A Quick Tutorial on Clustering for Data Science Professionals

Karan Pradhan 19 Apr, 2023 • 8 min read

This is article was published as a part of the Data Science Blogathon.

Welcome to this wide-ranging article on clustering in data science! There’s a lot to unpack so let’s dive straight in.

In this article, we will be discussing what is clustering, why is clustering required, various applications of clustering, a brief about the K Means algorithm, and finally in detail practical implementations of some of the applications using clustering.

What is Clustering?

In simple terms, the agenda is to group similar items together into clusters, just like this:

Let’s go ahead and understand this with an example, suppose you are on a trip with your friends all of you decided to hike in the mountains, there you came across a beautiful butterfly which you have never seen before. Further, you encountered a few more. They are not exactly the same but similar enough for you to understand that they belong to the same species. Now here you need a lepidopterist(the one who studies and collects butterflies) to tell you exactly what species they are, but there is no need for an expert to identify a similar group of items. This way of identifying similar objects/ items is known as clustering.

Why is Clustering required?

So Clustering is an unsupervised task. Unsupervised means the ones in which we are not provided with any assigned labels or scores for training our data.

classification and clustering — Classifications versus Clustering

Here in the above figure on the left, we can see that each instance is marked with different markers which means it’s a labeled dataset for which we can use the classification algorithms like SVM, Logistics Regression, Decision Trees, or Random Forests. On the right side if you observe it is the same dataset but without labels so here the story for classifications algorithms ends(i.e we can’t use them here). This is where the clustering algorithms come into the picture to save the day!. Right now in the above picture, it is pretty obvious and quite easy to identify the three clusters with our eyes, but that we not be the case while working with real and complex datasets.

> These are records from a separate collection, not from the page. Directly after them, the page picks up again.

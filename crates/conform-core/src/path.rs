//! # Field Paths
//!
//! A dotted/bracketed accumulator (`.contact.value`, `.hobbies[1]`) built
//! while the matcher descends. Paths exist only for diagnostics: they never
//! influence matching, and each recursive step builds a new path rather than
//! mutating its parent's.

use std::fmt;

use serde::{Deserialize, Serialize};

/// Location of a value relative to the root of the document being matched.
///
/// The root is the empty path.
#[derive(Debug, Clone, Default, PartialEq, Eq, Hash, Serialize, Deserialize)]
#[serde(transparent)]
pub struct FieldPath(String);

impl FieldPath {
    /// The root path.
    pub fn root() -> Self {
        Self(String::new())
    }

    /// Path of a mapping entry below this one: `<self>.<key>`.
    pub fn key(&self, key: &str) -> Self {
        let mut s = String::with_capacity(self.0.len() + key.len() + 1);
        s.push_str(&self.0);
        s.push('.');
        s.push_str(key);
        Self(s)
    }

    /// Path of a sequence element below this one: `<self>[<index>]`.
    pub fn index(&self, index: usize) -> Self {
        Self(format!("{}[{index}]", self.0))
    }

    /// Returns true for the root path.
    pub fn is_root(&self) -> bool {
        self.0.is_empty()
    }

    /// Access the rendered path.
    pub fn as_str(&self) -> &str {
        &self.0
    }
}

impl fmt::Display for FieldPath {
    fn fmt(&self, f: &mut fmt::Formatter<'_>) -> fmt::Result {
        f.write_str(&self.0)
    }
}

#[cfg(test)]
mod tests {
    use super::*;

    #[test]
    fn test_root_is_empty() {
        let p = FieldPath::root();
        assert!(p.is_root());
        assert_eq!(p.as_str(), "");
    }

    #[test]
    fn test_nested_keys_and_indices() {
        let p = FieldPath::root().key("users").index(3).key("name");
        assert_eq!(p.to_string(), ".users[3].name");
        assert!(!p.is_root());
    }

    #[test]
    fn test_children_do_not_mutate_parent() {
        let parent = FieldPath::root().key("a");
        let _child = parent.key("b");
        assert_eq!(parent.as_str(), ".a");
    }
}
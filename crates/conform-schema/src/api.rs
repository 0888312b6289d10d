//! # Façade
//!
//! The three entry points callers use: [`validate`], [`normalize`] and
//! [`synthesize`]. Each one fixes a [`Mode`], runs the [`Matcher`] from the
//! root path, and maps the outcome onto the caller's error policy.

use conform_core::{ConformError, Failure};
use serde_json::Value;

use crate::matcher::Matcher;
use crate::mock;
use crate::options::{Mode, Options};
use crate::schema::Schema;

/// Result of [`validate`] when failures are returned rather than raised.
#[derive(Debug, Clone, PartialEq, Eq)]
pub enum Verdict {
    /// The value conforms.
    Pass,
    /// The value does not conform; carries the rendered failure message.
    Fail(String),
}

impl Verdict {
    /// Returns true if the value conforms.
    pub fn is_pass(&self) -> bool {
        matches!(self, Verdict::Pass)
    }

    /// The failure message, if any.
    pub fn message(&self) -> Option<&str> {
        match self {
            Verdict::Pass => None,
            Verdict::Fail(message) => Some(message),
        }
    }
}

/// Decide whether `value` conforms to `schema`.
///
/// # Errors
///
/// Returns [`ConformError::Rejected`] on failure when
/// `options.throw_on_failure` is set. Otherwise a failure is reported as
/// `Ok(Verdict::Fail(message))`.
pub fn validate(value: &Value, schema: &Schema, options: &Options) -> Result<Verdict, ConformError> {
    match Matcher::new(options, Mode::Validate).evaluate(value, schema) {
        Ok(_) => Ok(Verdict::Pass),
        Err(failure) => {
            log_failure("validate", &failure);
            if options.throw_on_failure {
                Err(failure.into())
            } else {
                Ok(Verdict::Fail(failure.message()))
            }
        }
    }
}

/// Validate `value` and return the rewritten result.
///
/// # Errors
///
/// Always returns [`ConformError::Rejected`] on failure, whatever
/// `throw_on_failure` says: there is no normalized value to return.
pub fn normalize(value: &Value, schema: &Schema, options: &Options) -> Result<Value, ConformError> {
    Matcher::new(options, Mode::Normalize)
        .evaluate(value, schema)
        .map_err(|failure| {
            log_failure("normalize", &failure);
            failure.into()
        })
}

/// Produce an example value for `schema`.
///
/// # Errors
///
/// Returns [`ConformError::Rejected`] when the sketch does not survive
/// normalization, e.g. a converter rejects its placeholder input.
pub fn synthesize(schema: &Schema, options: &Options) -> Result<Value, ConformError> {
    let raw = mock::sketch(schema, options).unwrap_or(Value::Null);
    Matcher::new(options, Mode::Synthesize)
        .evaluate(&raw, schema)
        .map_err(|failure| {
            log_failure("synthesize", &failure);
            failure.into()
        })
}

fn log_failure(operation: &str, failure: &Failure) {
    tracing::debug!(
        operation,
        kind = %failure.kind,
        path = %failure.path,
        "{}",
        failure.message()
    );
}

Various applications of Clustering

1. Search engines:

You may be familiar with the concept of image search which Google provides. So what this system does is that first, it applies the clustering algorithm on all the images available in the database available. After which similar images would fall under the same cluster. So when a particular user provides an image for reference what it will be doing is applying the trained clustering model on the image to identify its cluster once this is done it simply returns all the images from this cluster.

2. Customer Segmentation:

clustering for customer segmentation — Customer Segmentation

We can also cluster our customers based on their purchase history and their activity on our website. This is really important and useful to understand who our customers are and what they require so that our system can adapt to their requirements and suggest products to each respective segment accordingly.

3. Semi-supervised Learning:

When you are working on semi-supervised learning in which you are only provided with a few labels, there you could perform clustering algorithms and generate labels for all instances falling under the same cluster. This technique is really good for increasing the number of labels after which a supervised learning algorithm can be used and its performance gets better.

4. Anomaly detection:

Any instance that has a low affinity(Measure of how well an instance fits into a particular cluster) is probably an anomaly. For example, if you have clustered the user based on the request per minute on your website, you can detect users with abnormal behavior. So this technique is particularly useful in detecting any manufacturing detects or for some fraud detections.

5. Image Segmentation:

If you cluster all the pixels according to their colors, then after that we can replace each pixel with the mean color of its cluster, this might be helpful whenever we need to reduce the number of different colors in the image. Image segmentation plays an important part in object detection and tracking systems.

We will look at how to implement this further.

A Brief About the K-Means Clustering Algorithm

Let’s go ahead and take a quick look at what the K-means algorithm really is.

Firstly, let’s generate some blobs for a better understanding of the unlabelled dataset.

import numpy as np
from sklearn.datasets import make_blobs

blob_centers = np.array(
    [[ 0.2,  2.3],
     [-1.5 ,  2.3],
     [-2.8,  1.8],
     [-2.8,  2.8],
     [-2.8,  1.3]])
blob_std = np.array([0.4, 0.3, 0.1, 0.1, 0.1])

X, y = make_blobs(n_samples=2000, centers=blob_centers,
                  cluster_std=blob_std, random_state=7)

Now let’s plot them

plt.figure(figsize=(8, 4))
plt.scatter(X[:, 0], X[:, 1], c=None, s=1)
save_fig("blobs_plot")
plt.show()

So this is how an unlabeled dataset would look like, here we can clearly see that there are five blobs of instances. So basically k means is just a simple algorithm capable of clustering this kind of dataset efficiently and quickly.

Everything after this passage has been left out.